Yet who knows whether you have come to the kingdom for such a time as this?                        

Esther 4:14b NKJV

            This verse from Esther keeps going through my head. This is a lot to take in. Recently, I sat in on an online pastor meeting of 50 traumatized pastors, probably much more traumatized from closing their church doors than from the threat of coronavirus. Everything about the coronavirus goes against our deep calling as pastors. Most of us will need to learn how to minister online. We will have to create technical skills that we never have needed before, and we just have to do everything differently.

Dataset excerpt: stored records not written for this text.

use crate::draw::command::{AutoRoll, DrawCommand, PaintMode, Pixel};
use crate::foundation::core::{Color, LayerId, Point, Rect};
use crate::foundation::error::{TowerError, TowerResult};
use crate::transport::{DrawStream, Transport};

/// Lifecycle of the client's current drawing session.
#[derive(Debug)]
pub enum SessionState<S> {
    /// No session opened yet.
    Idle,
    Open(S),
    /// The last session was rendered successfully.
    Committed,
    /// The last session hit an error and was discarded.
    Failed,
}

impl<S> Default for SessionState<S> {
    fn default() -> Self {
        Self::Idle
    }
}

impl<S> SessionState<S> {
    pub fn name(&self) -> &'static str {
        match self {
            Self::Idle => "idle",
            Self::Open(_) => "open",
            Self::Committed => "committed",
            Self::Failed => "failed",
        }
    }
}

/// Client sending draw commands to a tower renderer.
///
/// One session at a time: [`Client::start_drawing`], any number of draw calls, then
/// [`Client::render`]. Any error while a session is open discards it; drawing again requires a
/// new `start_drawing`.
pub struct Client<T: Transport> {
    transport: T,
    state: SessionState<T::Stream>,
    sent: usize,
}

impl<T: Transport> std::fmt::Debug for Client<T> {
    fn fmt(&self, f: &mut std::fmt::Formatter<'_>) -> std::fmt::Result {
        f.debug_struct("Client")
            .field("state", &self.state.name())
            .field("sent", &self.sent)
            .finish()
    }
}

impl<T: Transport> Client<T> {
    pub fn new(transport: T) -> Self {
        Self {
            transport,
            state: SessionState::Idle,
            sent: 0,
        }
    }

    pub fn transport(&self) -> &T {
        &self.transport
    }

    pub fn state(&self) -> &SessionState<T::Stream> {
        &self.state
    }

    pub fn is_open(&self) -> bool {
        matches!(self.state, SessionState::Open(_))
    }

    /// Commands delivered in the current or last session.
    pub fn sent(&self) -> usize {
        self.sent
    }

    /// Open a new drawing session.
    pub fn start_drawing(&mut self) -> TowerResult<()> {
        if self.is_open() {
            return Err(TowerError::SessionAlreadyOpen);
        }
        let stream = self.transport.open()?;
        self.state = SessionState::Open(stream);
        self.sent = 0;
        tracing::debug!("drawing session opened");
        Ok(())
    }

    /// Send any command on the open session.
    pub fn send(&mut self, cmd: DrawCommand) -> TowerResult<()> {
        let SessionState::Open(stream) = &mut self.state else {
            return Err(TowerError::NoActiveSession);
        };

        let res = cmd.validate().and_then(|()| stream.send(&cmd));
        match res {
            Ok(()) => {
                self.sent += 1;
                tracing::debug!(kind = cmd.kind(), seq = self.sent, "command sent");
                Ok(())
            }
            Err(e) => {
                tracing::warn!(kind = cmd.kind(), error = %e, "session discarded");
                self.state = SessionState::Failed;
                Err(e)
            }
        }
    }

    /// Clear the given layers. An empty list is accepted and does nothing.
    pub fn clear(&mut self, layers: &[LayerId]) -> TowerResult<()> {
        self.send(DrawCommand::Clear {
            layers: layers.to_vec(),
        })
    }

    pub fn fill(
        &mut self,
        color: impl Into<Color>,
        layer: LayerId,
        mode: PaintMode,
    ) -> TowerResult<()> {
        self.send(DrawCommand::Fill {
            color: color.into(),
            layer,
            mode,
        })
    }

    pub fn set_pixels(
        &mut self,
        pixels: &[Pixel],
        layer: LayerId,
        mode: PaintMode,
    ) -> TowerResult<()> {
        self.send(DrawCommand::SetPixels {
            pixels: pixels.to_vec(),
            layer,
            mode,
        })
    }

    pub fn draw_rectangle(
        &mut self,
        rect: Rect,
        color: impl Into<Color>,
        layer: LayerId,
        mode: PaintMode,
    ) -> TowerResult<()> {
        self.send(DrawCommand::DrawRectangle {
            rect,
            color: color.into(),
            layer,
            mode,
        })
    }

    pub fn write_text(
        &mut self,
        text: &str,
        font: &str,
        x: i32,
        color: impl Into<Color>,
        layer: LayerId,
        mode: PaintMode,
    ) -> TowerResult<()> {
        self.send(DrawCommand::WriteText {
            text: text.to_string(),
            font: font.to_string(),
            x,
            color: color.into(),
            layer,
            mode,
        })
    }

    pub fn set_layer_origin(
        &mut self,
        layer: LayerId,
        origin: impl Into<Point>,
    ) -> TowerResult<()> {
        self.send(DrawCommand::SetLayerOrigin {
            layer,
            origin: origin.into(),
        })
    }

    pub fn set_layer_alpha(&mut self, layer: LayerId, alpha: u8) -> TowerResult<()> {
        self.send(DrawCommand::SetLayerAlpha {
            layer,
            alpha,
        })
    }

    pub fn auto_roll(&mut self, layer: LayerId, roll: AutoRoll) -> TowerResult<()> {
        self.send(DrawCommand::AutoRoll {
            layer,
            roll,
        })
    }

    /// Commit the open session and wait for the renderer.
    ///
    /// The session is consumed whether or not the renderer reports an error.
    #[tracing::instrument(skip(self), fields(sent = self.sent))]
    pub fn render(&mut self) -> TowerResult<()> {
        let stream = match std::mem::take(&mut self.state) {
            SessionState::Open(stream) => stream,
            other => {
                self.state = other;
                return Err(TowerError::NoActiveSession);
            }
        };

        self.state = SessionState::Failed;
        let reply = stream.close_and_receive()?;
        if !reply.is_ok() {
            tracing::warn!(message = %reply.message, "renderer reported failure");
            return Err(TowerError::RenderFailed(reply.message));
        }
        self.state = SessionState::Committed;
        tracing::info!("session committed");
        Ok(())
    }
}

#[cfg(test)]
#[path = "../../tests/unit/session/client.rs"]
mod tests;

          The challenge of writing the Messenger article is that we have to write for the following month usually two weeks before that month happens, so we are predicting what will come next. Sometimes I have gotten it totally wrong. One August, I wrote for September saying something about how our kids are back in school now, and then there was a teacher strike and all the kids were still at home on summer break. So, I am letting you know that I am writing this on March 17th, St. Patrick’s Day, two days after a Sunday worship that didn’t happen. Now our kids are out of school for six weeks, restaurants are closed, sports gone, Disneyland closed, and the worst, Powell’s Books and the libraries have closed. I have no idea how to project into April today. Every day has felt like a lifetime has been lived.

          So, today is more of a journal entry than a Messenger article -- perhaps just to try and make sense of all this. Normally, the Messenger would be filled with Easter things. Articles about the Easter egg hunt, Easter brunch and purchasing Easter lilies as well as Palm Sunday and Holy Week would be on every page of the Messenger. At this point, I truly do not know what the future holds. I do not know if we will have an Easter service in person or online. But we will have Easter service. And whatever day we come back together, that day will be celebrated as Easter Sunday in all its glory. But even in Lent, every day is Easter. We celebrate the risen Lord every day, Mondays, Saturdays and even on coronavirus-closed Sundays.

            I hope by the time you’re reading this we will have figured out how to hold worship online. Even better, I hope we’re back together to worship in person by then. At this point in time we are all scrambling, we are all trying to figure which end is up, it is scary, it is frightening, but it doesn’t change who we are at the core. We are a community who cares for one another. Going online is just a new way to connect with each other. We are a community that takes care of its neighbor in the best possible way. Already there have been people stepping up saying they can help people with groceries or deliveries that are needed.

         The blessing for me through this very strange time has been noticing the blessings. I am much more grateful for little things like toilet paper, for example. I am grateful every time I see hand sanitizer at the front of the store. I am very grateful that my kids are not at school; I feel that they are safer from the virus at home, and my daughter from college is home, so I get bonus time with her. I have been calling my parents more than I ever have before, and the hustle and bustle of crazy mornings is gone. I am learning new things daily, and I love to learn. And at the end of this I will be very technically caught up, or at least better at technology. And just like before I create art, read, study the Word, and pray.

          We have all been called to such a time as this. And that calling is to create new things: new ways to do things, new ways to connect to others, and to find those things of old that it turns out are still very useful, like the telephone, and stamps. We will get through it together as a community that starts today as every day: In the name of the Father, Son, and Holy Spirit.